# Peak deconvolution using clustering from Machine learning

## Introduction

Peak deconvolution is sometimes required as part of our work as research scientists and we've relied on commercial softwares for such tasks. Recently I found myself working with a challenging material, one that was difficult to deconvolute. With the production of materials exhibiting complex behaviours by day, tasks such as deconvolutions is also getting a bit tricky. In this article, I illustrate how machine learning can be employed to help in such a task.

Peak deconvolutions are performed for several reason such as helping us understand the influence of a subgroup on a feature of interest.
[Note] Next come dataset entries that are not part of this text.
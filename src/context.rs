use std::future::Future;
use std::time::Duration;

use tokio::time::Instant;
use tokio_util::sync::CancellationToken;

use crate::error::{Error, Result};

/// Cancellation signal accepted by every storage operation.
///
/// Cancelling stops waiting for the call. Statements storage already
/// committed stay committed, batches are not rolled back as a whole.
#[derive(Debug, Clone, Default)]
pub struct Context {
    token: CancellationToken,
    deadline: Option<Instant>,
}

impl Context {
    /// Never cancelled, no deadline
    pub fn background() -> Self {
        Context::default()
    }

    pub fn with_timeout(timeout: Duration) -> Self {
        Context::with_deadline(Instant::now() + timeout)
    }

    pub fn with_deadline(deadline: Instant) -> Self {
        Context {
            token: CancellationToken::new(),
            deadline: Some(deadline),
        }
    }

    /// Context cancelled together with this one, with an optionally tighter deadline
    pub fn child(&self, timeout: Option<Duration>) -> Self {
        let deadline = match (self.deadline, timeout.map(|t| Instant::now() + t)) {
            (Some(a), Some(b)) => Some(a.min(b)),
            (a, b) => a.or(b),
        };
        Context {
            token: self.token.child_token(),
            deadline,
        }
    }

    pub fn cancel(&self) {
        self.token.cancel();
    }

    pub fn is_cancelled(&self) -> bool {
        self.token.is_cancelled()
    }

    pub fn deadline(&self) -> Option<Instant> {
        self.deadline
    }

    /// Fail without running anything if the context is already done
    pub(crate) fn check(&self) -> Result<()> {
        if self.token.is_cancelled() {
            return Err(Error::Cancelled);
        }
        match self.deadline {
            Some(deadline) if Instant::now() >= deadline => Err(Error::DeadlineExceeded),
            _ => Ok(()),
        }
    }

    /// Drive `fut` until it completes, the context is cancelled or the deadline passes
    pub(crate) async fn run<F, T>(&self, fut: F) -> Result<T>
    where
        F: Future<Output = Result<T>>,
    {
        self.check()?;
        let expired = async {
            match self.deadline {
                Some(deadline) => tokio::time::sleep_until(deadline).await,
                None => std::future::pending::<()>().await,
            }
        };
        tokio::select! {
            biased;
            _ = self.token.cancelled() => Err(Error::Cancelled),
            _ = expired => Err(Error::DeadlineExceeded),
            res = fut => res,
        }
    }
}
In polymer science for example while the general response of a material to an imposed stress depends on the ensemble of chains that makes its population, its mechanical properties can be tweaked by the relative populations of high and low molecular weight chains. In my opinion, the challenge that arises with these recent materials from the stand point of deconvolution is as a result of the user's inability to accurately provide the initial guesses on the sub-population's characteristics. By making use of clustering which is an unsupervised machine learning technique to identify those sub-populations  difficult to spot with the eye, this problem can be circumvented.
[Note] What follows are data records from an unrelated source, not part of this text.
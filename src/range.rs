use crate::constants::BASE_RANGE_SPAN;
use crate::error::{Error, Result};

/// Closed interval of concrete identifiers sharing one base.
///
/// An identifier has 14 digits: an 8-digit base then a 6-digit order and
/// check suffix, so base `b` covers `[b * 10^6, b * 10^6 + 999_999]`. The
/// interval is never clamped.
#[derive(Debug, Clone, Copy, PartialEq, Eq)]
pub struct BaseRange {
    pub min: i64,
    pub max: i64,
}

impl BaseRange {
    /// Range of the base given as decimal text
    pub fn for_base(base: &str) -> Result<Self> {
        let n: i64 = base
            .parse()
            .map_err(|e| Error::invalid_input(base, format!("base cnpj is not an integer: {}", e)))?;
        if n < 0 {
            return Err(Error::invalid_input(base, "base cnpj cannot be negative"));
        }
        // adds 6 zeroes to complete the 14 digits
        let min = n
            .checked_mul(BASE_RANGE_SPAN)
            .ok_or_else(|| Error::invalid_input(base, "base cnpj is out of range"))?;
        Ok(BaseRange {
            min,
            max: min + (BASE_RANGE_SPAN - 1),
        })
    }

    /// Number of identifiers in the range
    pub fn len(&self) -> i64 {
        self.max - self.min + 1
    }

    pub fn is_empty(&self) -> bool {
        false
    }

    pub fn contains(&self, id: i64) -> bool {
        self.min <= id && id <= self.max
    }
}

/// Minimum and maximum identifiers possible given a base
pub fn range_for(base: &str) -> Result<(i64, i64)> {
    let range = BaseRange::for_base(base)?;
    Ok((range.min, range.max))
}

/// Base of a concrete identifier
pub fn base_of(id: i64) -> i64 {
    id / BASE_RANGE_SPAN
}
impl MemoryHost {
    pub fn new() -> Self {
        Self::default()
    }

    /// A host provisioned like an en-US browser profile: seven built-in
    /// engines, with Google as the original default and active engine.
    pub fn default_profile() -> Self {
        let host = Self::new();
        let engines = [
            EngineDescriptor::new("Google", "https://www.google.com/search?q={searchTerms}")
                .description("Google Search")
                .suggest("https://www.google.com/complete/search?client=firefox&q={searchTerms}"),
            EngineDescriptor::new("Yahoo", "https://search.yahoo.com/search?p={searchTerms}")
                .description("Yahoo Search")
                .suggest("http://ff.search.yahoo.com/gossip?output=fxjson&command={searchTerms}"),
            EngineDescriptor::new("Bing", "https://www.bing.com/search?q={searchTerms}")
                .description("Bing. Search by Microsoft.")
                .suggest("http://api.bing.com/osjson.aspx?query={searchTerms}&form=OSDJAS"),
            EngineDescriptor::new(
                "Amazon.com",
                "http://www.amazon.com/exec/obidos/external-search/?field-keywords={searchTerms}&mode=blended",
            )
            .description("Amazon.com Search"),
            EngineDescriptor::new(
                "eBay",
                "http://rover.ebay.com/rover/1/711-47294-18009-3/4?satitle={searchTerms}",
            )
            .description("eBay - Online auctions")
            .suggest("http://anywhere.ebay.com/services/suggest/?s=0&q={searchTerms}"),
            EngineDescriptor::new(
                "Wikipedia (en)",
                "http://en.wikipedia.org/wiki/Special:Search?search={searchTerms}",
            )
            .description("Wikipedia, the Free Encyclopedia")
            .suggest("http://en.wikipedia.org/w/api.php?action=opensearch&search={searchTerms}"),
            EngineDescriptor::new("Twitter", "https://twitter.com/search?q={searchTerms}")
                .description("Realtime Twitter Search"),
        ];
        for descriptor in &engines {
            host.install_built_in(descriptor)
                .expect("default profile descriptor is well-formed");
        }
        host
    }

    /// Install a factory engine during provisioning. No notification is
    /// emitted; provisioning happens before anyone subscribes. The first
    /// built-in becomes the original default and the active engine.
    pub fn install_built_in(&self, descriptor: &EngineDescriptor) -> Result<(), HostError> {
        let engine = Arc::new(MemoryEngine::from_descriptor(
            descriptor,
            EngineType::BuiltIn,
        )?);
        let mut state = self.state.lock().unwrap();
        if state.find(&descriptor.name).is_some() {
            return Err(HostError::EngineExists(descriptor.name.clone()));
        }
        if state.original_default.is_none() {
            state.original_default = Some(descriptor.name.clone());
            state.current = Some(descriptor.name.clone());
        }
        state.engines.push(engine);
        Ok(())
    }

    fn notify(&self, signal: HostSignal, engine: Arc<MemoryEngine>) {
        let observers: Vec<_> = self
            .observers
            .lock()
            .unwrap()
            .iter()
            .map(|(_, observer)| Arc::clone(observer))
            .collect();
        let notification = HostNotification {
            signal,
            engine: engine as Arc<dyn HostEngine>,
        };
        debug!("delivering {:?}", notification);
        for observer in observers {
            observer(&notification);
        }
    }
}
//! Suggestion-URL overrides for engines the host will not mutate.

use crate::expand_template;
use std::collections::HashMap;
use std::sync::Mutex;

/// In-memory map from engine name to a suggestion-URL template.
///
/// Built-in engines refuse parameter mutation, so a suggestion endpoint
/// registered for one lives here instead of on the host record. Entries are
/// evicted when the corresponding engine is removed and never survive the
/// process. Insertion does not check that an engine of that name exists.
#[derive(Debug, Default)]
pub struct SuggestOverrides {
    map: Mutex<HashMap<String, String>>,
}

impl SuggestOverrides {
    pub fn new() -> Self {
        Self::default()
    }

    /// Record `template` as the suggestion URL for `name`, replacing any
    /// previous entry.
    pub fn insert(&self, name: impl Into<String>, template: impl Into<String>) {
        self.map.lock().unwrap().insert(name.into(), template.into());
    }

    /// Whether an override exists for `name`.
    pub fn contains(&self, name: &str) -> bool {
        self.map.lock().unwrap().contains_key(name)
    }

    /// Expand the override for `name` with the percent-encoded `terms`.
    pub fn expand(&self, name: &str, terms: &str) -> Option<String> {
        self.map
            .lock()
            .unwrap()
            .get(name)
            .map(|template| expand_template(template, terms))
    }

    /// Drop the override for `name`, returning the stored template.
    pub fn remove(&self, name: &str) -> Option<String> {
        self.map.lock().unwrap().remove(name)
    }

    pub fn len(&self) -> usize {
        self.map.lock().unwrap().len()
    }

    pub fn is_empty(&self) -> bool {
        self.len() == 0
    }
}
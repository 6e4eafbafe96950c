//! search-registry: an event-driven facade over a host browser's
//! search-engine registry.
//!
//! The host search service is the system of record: it owns engine
//! persistence, submission-URL construction, and raw engine mutation. This
//! crate wraps that service behind a stable object model
//! ([`EngineRegistry`] + [`EngineHandle`]), re-emits the host's internal
//! lifecycle notifications as a normalized [`EngineEvent`] vocabulary, and
//! shims a per-engine suggestion URL onto engines the host treats as
//! read-only.

pub mod events;
pub mod host;
pub mod registry;
pub mod response;

pub use events::{EngineEvent, EventBus, ListenerId};
pub use host::memory::MemoryHost;
pub use host::{
    EngineDescriptor, EngineType, HostEngine, HostError, HostNotification, HostSignal,
    SearchService, Submission, SubmissionMethod, SubscriptionId,
};
pub use registry::{EngineHandle, EngineRegistry, EngineSnapshot, NewEngine, SuggestOverrides};
pub use response::{ResponseType, URLTYPE_SEARCH_HTML, URLTYPE_SUGGEST_JSON};

/// Crate version
pub const VERSION: &str = env!("CARGO_PKG_VERSION");

/// Placeholder token replaced with the percent-encoded search terms when a
/// URL template is expanded.
pub const SEARCH_TERMS_PLACEHOLDER: &str = "{searchTerms}";

/// Expand a URL template by substituting [`SEARCH_TERMS_PLACEHOLDER`] with
/// the percent-encoded search terms.
pub fn expand_template(template: &str, terms: &str) -> String {
    template.replace(SEARCH_TERMS_PLACEHOLDER, &urlencoding::encode(terms))
}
The data used for this illustration was digitized from an article which can be found <u> here </u>. It represents the distribution of polymer chains referred to as molecular weight distributions (MWD). 
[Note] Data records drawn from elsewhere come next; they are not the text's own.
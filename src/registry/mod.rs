//! The engine registry: single entry point over the host search service.
//!
//! All add/remove/lookup traffic goes through [`EngineRegistry`]; raw host
//! lifecycle notifications are classified and re-published as
//! [`EngineEvent`]s. Handles returned by lookups are constructed fresh on
//! every call and never cached.

mod handle;
mod suggest;

pub use handle::{EngineHandle, EngineSnapshot};
pub use suggest::SuggestOverrides;

use crate::events::{EngineEvent, EventBus, ListenerId};
use crate::host::{
    EngineDescriptor, HostEngine, HostError, HostNotification, HostSignal, SearchService,
    SubscriptionId,
};
use std::sync::{Arc, Mutex, Weak};
use tracing::{debug, info};

/// Shared state reachable from the registry and from every handle it
/// constructs. The suggest override store lives here so handles observe the
/// same overrides without any process-wide global.
pub(crate) struct RegistryInner {
    pub(crate) host: Arc<dyn SearchService>,
    pub(crate) bus: EventBus,
    pub(crate) overrides: SuggestOverrides,
    subscription: Mutex<Option<SubscriptionId>>,
}

impl RegistryInner {
    pub(crate) fn handle_for(inner: &Arc<Self>, engine: Arc<dyn HostEngine>) -> EngineHandle {
        EngineHandle::new(engine, Arc::clone(inner))
    }

    pub(crate) fn current(inner: &Arc<Self>) -> Option<EngineHandle> {
        inner
            .host
            .current_engine()
            .map(|engine| Self::handle_for(inner, engine))
    }

    pub(crate) fn default(inner: &Arc<Self>) -> Option<EngineHandle> {
        inner
            .host
            .default_engine()
            .map(|engine| Self::handle_for(inner, engine))
    }

    pub(crate) fn original_default(inner: &Arc<Self>) -> Option<EngineHandle> {
        inner
            .host
            .original_default_engine()
            .map(|engine| Self::handle_for(inner, engine))
    }

    /// Publish a normalized event, then the catch-all `changed` with the
    /// same engine payload. `changed` is always second and never alone.
    pub(crate) fn publish(inner: &Arc<Self>, event: EngineEvent, engine: Arc<dyn HostEngine>) {
        let handle = Self::handle_for(inner, engine);
        debug!("publishing {:?} for engine {}", event, handle.name());
        inner.bus.emit(event, &handle);
        inner.bus.emit(EngineEvent::Changed, &handle);
    }

    /// Classify one raw host notification into the normalized vocabulary.
    fn observe(inner: &Arc<Self>, notification: &HostNotification) {
        let engine = Arc::clone(&notification.engine);
        match notification.signal {
            HostSignal::EngineRemoved => Self::publish(inner, EngineEvent::Removed, engine),
            HostSignal::EngineAdded => Self::publish(inner, EngineEvent::Added, engine),
            HostSignal::EngineChanged => {
                // Hiding a built-in engine arrives as a plain change; from
                // the caller's perspective it is a removal. Anything else is
                // an ordering or in-place edit.
                if engine.hidden() {
                    Self::publish(inner, EngineEvent::Removed, engine);
                } else {
                    Self::publish(inner, EngineEvent::Order, engine);
                }
            }
            HostSignal::EngineCurrent => Self::publish(inner, EngineEvent::Current, engine),
        }
    }
}
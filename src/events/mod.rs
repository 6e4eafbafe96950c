//! Normalized engine lifecycle events.
//!
//! The registry classifies raw host notifications into this closed event
//! vocabulary and publishes them synchronously to subscribed listeners.

use crate::registry::EngineHandle;
use std::sync::atomic::{AtomicU64, Ordering};
use std::sync::{Arc, Mutex};

/// The normalized events published by [`EngineRegistry`](crate::EngineRegistry).
#[derive(Debug, Clone, Copy, PartialEq, Eq, Hash)]
pub enum EngineEvent {
    /// An engine became visible, either freshly created or un-hidden.
    Added,
    /// An engine became hidden (built-in) or was deleted (user-added).
    Removed,
    /// The visible-engine ordering changed, or an in-place edit occurred.
    Order,
    /// The active engine changed.
    Current,
    /// A suggestion-URL override was registered for an engine.
    Suggest,
    /// Catch-all published right after every other event, with the same
    /// engine payload. Never published on its own.
    Changed,
}

/// Identifier returned by [`EventBus::on`] and [`EventBus::once`]; pass it
/// to [`EventBus::off`] to unsubscribe.
#[derive(Debug, Clone, Copy, PartialEq, Eq, Hash)]
pub struct ListenerId(u64);

type Callback = Arc<dyn Fn(&EngineHandle) + Send + Sync>;

struct Registration {
    id: ListenerId,
    event: EngineEvent,
    once: bool,
    callback: Callback,
}

/// Synchronous publish/subscribe bus over [`EngineEvent`].
///
/// Listeners for an event run in registration order, on the thread that
/// published the event. The listener list is released before any callback
/// runs, so a listener may subscribe, unsubscribe, or trigger another
/// publication without deadlocking.
#[derive(Default)]
pub struct EventBus {
    listeners: Mutex<Vec<Registration>>,
    next_id: AtomicU64,
}

impl EventBus {
    pub fn new() -> Self {
        Self::default()
    }

    /// Subscribe `callback` to every future publication of `event`.
    pub fn on<F>(&self, event: EngineEvent, callback: F) -> ListenerId
    where
        F: Fn(&EngineHandle) + Send + Sync + 'static,
    {
        self.register(event, false, Arc::new(callback))
    }

    /// Subscribe `callback` to the next publication of `event` only.
    pub fn once<F>(&self, event: EngineEvent, callback: F) -> ListenerId
    where
        F: Fn(&EngineHandle) + Send + Sync + 'static,
    {
        self.register(event, true, Arc::new(callback))
    }

    /// Remove a listener. Returns false when the id is unknown or was
    /// already consumed by a `once` firing.
    pub fn off(&self, id: ListenerId) -> bool {
        let mut listeners = self.listeners.lock().unwrap();
        let before = listeners.len();
        listeners.retain(|registration| registration.id != id);
        listeners.len() != before
    }

    /// Publish `event` to every matching listener.
    pub fn emit(&self, event: EngineEvent, engine: &EngineHandle) {
        // One-shot listeners are dropped from the list before their callback
        // runs, so a nested publication cannot fire them twice.
        let ready: Vec<Callback> = {
            let mut listeners = self.listeners.lock().unwrap();
            let ready = listeners
                .iter()
                .filter(|registration| registration.event == event)
                .map(|registration| Arc::clone(&registration.callback))
                .collect();
            listeners.retain(|registration| !(registration.once && registration.event == event));
            ready
        };
        for callback in ready {
            callback(engine);
        }
    }

    /// Number of live listeners, all events combined.
    pub fn len(&self) -> usize {
        self.listeners.lock().unwrap().len()
    }

    pub fn is_empty(&self) -> bool {
        self.len() == 0
    }

    fn register(&self, event: EngineEvent, once: bool, callback: Callback) -> ListenerId {
        let id = ListenerId(self.next_id.fetch_add(1, Ordering::Relaxed));
        self.listeners.lock().unwrap().push(Registration {
            id,
            event,
            once,
            callback,
        });
        id
    }
}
These article is structured as follows:
1. The challenges faced during deconvolution would first be discussed.
2. Attention would next be given to the preprocessing steps. A step  necessary since the process of obtaining the data through digitization resulted in fewer datapoints which were not evenly distributed within the sample space.
3. Clustering would subsequently be performed on the preprocessed dataset. 
4. And an optimization routine would finally be used minimize the error between the sum of the deconvoluted peaks and the original data.

## Objective

In the figure shown below, the curve with legend _MWD_ is the original distribution and _peak1_ and _peak2_ are the deconvoluted outputs. A few things are noted from the deconvoluted output:
1. Truncation of the original distribution at the tails.
2. A baseline higher than that of the original distribution.
3. Peak locations that do not really coincide with that of  the original distribution.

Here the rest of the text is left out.